DATA SECTION:
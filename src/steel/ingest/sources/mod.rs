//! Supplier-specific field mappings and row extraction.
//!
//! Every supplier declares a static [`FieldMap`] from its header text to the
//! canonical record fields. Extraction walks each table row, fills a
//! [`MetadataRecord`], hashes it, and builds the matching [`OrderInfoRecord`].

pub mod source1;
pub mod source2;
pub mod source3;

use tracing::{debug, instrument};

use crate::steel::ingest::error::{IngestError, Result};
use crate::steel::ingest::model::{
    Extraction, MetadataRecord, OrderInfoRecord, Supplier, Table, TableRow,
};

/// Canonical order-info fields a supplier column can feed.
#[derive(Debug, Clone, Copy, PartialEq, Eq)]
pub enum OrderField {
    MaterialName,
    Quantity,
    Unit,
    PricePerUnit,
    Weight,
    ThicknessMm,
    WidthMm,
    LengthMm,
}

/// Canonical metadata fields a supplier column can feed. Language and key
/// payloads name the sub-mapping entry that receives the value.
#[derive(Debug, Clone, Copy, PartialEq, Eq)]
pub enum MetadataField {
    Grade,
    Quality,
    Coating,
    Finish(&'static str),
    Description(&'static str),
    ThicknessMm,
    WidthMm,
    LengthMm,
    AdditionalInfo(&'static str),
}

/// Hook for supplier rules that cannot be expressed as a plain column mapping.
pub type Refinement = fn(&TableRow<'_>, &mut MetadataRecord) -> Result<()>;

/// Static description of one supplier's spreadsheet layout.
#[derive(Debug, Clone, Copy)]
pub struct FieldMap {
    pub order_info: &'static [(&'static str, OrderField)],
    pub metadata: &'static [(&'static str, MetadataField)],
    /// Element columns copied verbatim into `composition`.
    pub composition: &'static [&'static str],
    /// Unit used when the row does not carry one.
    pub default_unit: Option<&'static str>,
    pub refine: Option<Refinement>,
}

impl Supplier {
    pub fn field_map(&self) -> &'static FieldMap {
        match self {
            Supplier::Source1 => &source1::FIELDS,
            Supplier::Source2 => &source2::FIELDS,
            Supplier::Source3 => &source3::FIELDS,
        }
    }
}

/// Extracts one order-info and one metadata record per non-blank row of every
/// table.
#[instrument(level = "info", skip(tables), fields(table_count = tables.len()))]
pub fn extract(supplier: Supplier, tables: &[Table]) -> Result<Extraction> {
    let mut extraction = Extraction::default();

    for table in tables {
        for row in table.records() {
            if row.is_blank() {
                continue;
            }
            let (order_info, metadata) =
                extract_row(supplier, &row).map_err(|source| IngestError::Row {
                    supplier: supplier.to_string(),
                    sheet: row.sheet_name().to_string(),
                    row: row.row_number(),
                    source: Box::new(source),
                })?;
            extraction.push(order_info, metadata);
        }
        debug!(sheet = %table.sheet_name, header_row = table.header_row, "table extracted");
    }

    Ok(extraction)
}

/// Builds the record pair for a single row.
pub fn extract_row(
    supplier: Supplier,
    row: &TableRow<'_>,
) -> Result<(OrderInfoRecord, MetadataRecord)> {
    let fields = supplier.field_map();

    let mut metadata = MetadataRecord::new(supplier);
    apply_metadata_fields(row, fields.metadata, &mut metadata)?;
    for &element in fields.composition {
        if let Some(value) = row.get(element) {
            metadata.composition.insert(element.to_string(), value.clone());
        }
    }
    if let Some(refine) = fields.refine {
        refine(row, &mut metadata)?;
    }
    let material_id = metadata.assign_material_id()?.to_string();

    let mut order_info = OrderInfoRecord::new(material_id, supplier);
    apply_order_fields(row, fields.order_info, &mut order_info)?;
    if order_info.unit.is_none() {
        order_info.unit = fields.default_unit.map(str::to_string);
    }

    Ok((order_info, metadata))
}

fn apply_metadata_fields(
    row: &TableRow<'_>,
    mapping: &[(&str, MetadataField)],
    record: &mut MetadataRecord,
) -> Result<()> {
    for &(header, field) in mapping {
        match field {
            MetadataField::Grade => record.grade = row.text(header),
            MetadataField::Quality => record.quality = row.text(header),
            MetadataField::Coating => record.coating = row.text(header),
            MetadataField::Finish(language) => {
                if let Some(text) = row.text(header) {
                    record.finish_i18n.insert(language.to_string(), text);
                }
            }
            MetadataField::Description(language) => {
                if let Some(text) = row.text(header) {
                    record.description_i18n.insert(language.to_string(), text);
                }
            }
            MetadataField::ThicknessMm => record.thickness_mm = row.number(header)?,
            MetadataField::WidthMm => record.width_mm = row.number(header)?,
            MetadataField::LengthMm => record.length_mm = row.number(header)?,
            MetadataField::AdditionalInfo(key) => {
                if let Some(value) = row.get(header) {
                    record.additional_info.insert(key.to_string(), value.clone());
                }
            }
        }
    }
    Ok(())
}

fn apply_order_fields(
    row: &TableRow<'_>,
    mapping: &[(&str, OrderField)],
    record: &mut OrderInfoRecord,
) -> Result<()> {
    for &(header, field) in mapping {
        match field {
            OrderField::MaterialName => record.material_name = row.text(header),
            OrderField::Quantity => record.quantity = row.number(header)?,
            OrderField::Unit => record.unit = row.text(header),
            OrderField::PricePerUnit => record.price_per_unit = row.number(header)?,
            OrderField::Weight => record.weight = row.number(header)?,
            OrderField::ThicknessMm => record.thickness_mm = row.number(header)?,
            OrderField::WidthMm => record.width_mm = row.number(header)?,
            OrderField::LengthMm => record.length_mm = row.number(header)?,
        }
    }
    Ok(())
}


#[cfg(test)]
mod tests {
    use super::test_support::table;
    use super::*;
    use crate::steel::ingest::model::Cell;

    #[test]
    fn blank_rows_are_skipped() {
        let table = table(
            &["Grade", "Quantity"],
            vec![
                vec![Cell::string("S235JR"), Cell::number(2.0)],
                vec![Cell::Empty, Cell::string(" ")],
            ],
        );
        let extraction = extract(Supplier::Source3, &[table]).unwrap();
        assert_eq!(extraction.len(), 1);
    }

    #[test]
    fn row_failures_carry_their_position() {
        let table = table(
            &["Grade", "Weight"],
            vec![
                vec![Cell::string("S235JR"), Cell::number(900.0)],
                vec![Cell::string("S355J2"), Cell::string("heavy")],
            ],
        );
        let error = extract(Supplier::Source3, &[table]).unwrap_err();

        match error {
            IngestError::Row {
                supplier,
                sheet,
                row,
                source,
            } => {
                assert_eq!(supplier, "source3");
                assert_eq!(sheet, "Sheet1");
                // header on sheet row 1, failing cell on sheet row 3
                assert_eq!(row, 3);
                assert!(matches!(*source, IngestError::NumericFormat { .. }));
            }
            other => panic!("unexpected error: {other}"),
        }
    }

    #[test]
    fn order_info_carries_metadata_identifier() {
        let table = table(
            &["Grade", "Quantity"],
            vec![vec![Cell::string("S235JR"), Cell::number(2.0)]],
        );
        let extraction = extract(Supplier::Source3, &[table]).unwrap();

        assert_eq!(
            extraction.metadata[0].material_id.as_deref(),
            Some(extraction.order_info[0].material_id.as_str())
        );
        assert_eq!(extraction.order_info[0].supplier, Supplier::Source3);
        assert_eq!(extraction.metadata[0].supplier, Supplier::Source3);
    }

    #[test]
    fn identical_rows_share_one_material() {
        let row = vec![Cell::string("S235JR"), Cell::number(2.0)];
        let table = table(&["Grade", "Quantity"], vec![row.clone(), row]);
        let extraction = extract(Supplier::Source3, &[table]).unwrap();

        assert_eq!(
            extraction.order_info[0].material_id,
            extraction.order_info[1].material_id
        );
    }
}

==

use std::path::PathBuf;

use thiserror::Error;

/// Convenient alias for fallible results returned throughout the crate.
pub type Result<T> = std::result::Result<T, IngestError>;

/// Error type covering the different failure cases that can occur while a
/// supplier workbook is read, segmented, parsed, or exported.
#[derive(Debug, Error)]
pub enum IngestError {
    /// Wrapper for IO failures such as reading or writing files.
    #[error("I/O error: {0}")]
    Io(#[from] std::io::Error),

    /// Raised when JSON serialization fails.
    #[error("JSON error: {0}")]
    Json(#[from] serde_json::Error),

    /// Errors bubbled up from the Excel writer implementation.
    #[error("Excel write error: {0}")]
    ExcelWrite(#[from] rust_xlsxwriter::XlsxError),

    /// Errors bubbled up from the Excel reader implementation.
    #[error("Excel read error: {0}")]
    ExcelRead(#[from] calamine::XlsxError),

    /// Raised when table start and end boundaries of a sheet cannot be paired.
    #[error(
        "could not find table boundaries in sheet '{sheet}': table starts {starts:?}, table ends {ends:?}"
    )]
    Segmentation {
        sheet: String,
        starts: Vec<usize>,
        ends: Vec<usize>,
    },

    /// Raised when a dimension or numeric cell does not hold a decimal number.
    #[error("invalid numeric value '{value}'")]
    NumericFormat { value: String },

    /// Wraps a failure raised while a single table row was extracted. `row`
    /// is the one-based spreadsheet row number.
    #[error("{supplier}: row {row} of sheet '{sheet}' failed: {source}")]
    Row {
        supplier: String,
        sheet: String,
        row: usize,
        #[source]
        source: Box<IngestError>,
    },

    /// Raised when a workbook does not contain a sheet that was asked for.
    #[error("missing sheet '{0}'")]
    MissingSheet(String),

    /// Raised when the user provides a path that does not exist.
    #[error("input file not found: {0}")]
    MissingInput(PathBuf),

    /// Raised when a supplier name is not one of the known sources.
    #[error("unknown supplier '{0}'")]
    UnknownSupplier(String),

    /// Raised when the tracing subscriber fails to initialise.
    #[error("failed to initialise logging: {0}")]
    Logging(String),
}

TASK DETAILS: State how many lines of the records above contain "MetadataField", with no words besides the number.

RESULT FOR THIS EXERCISE: 12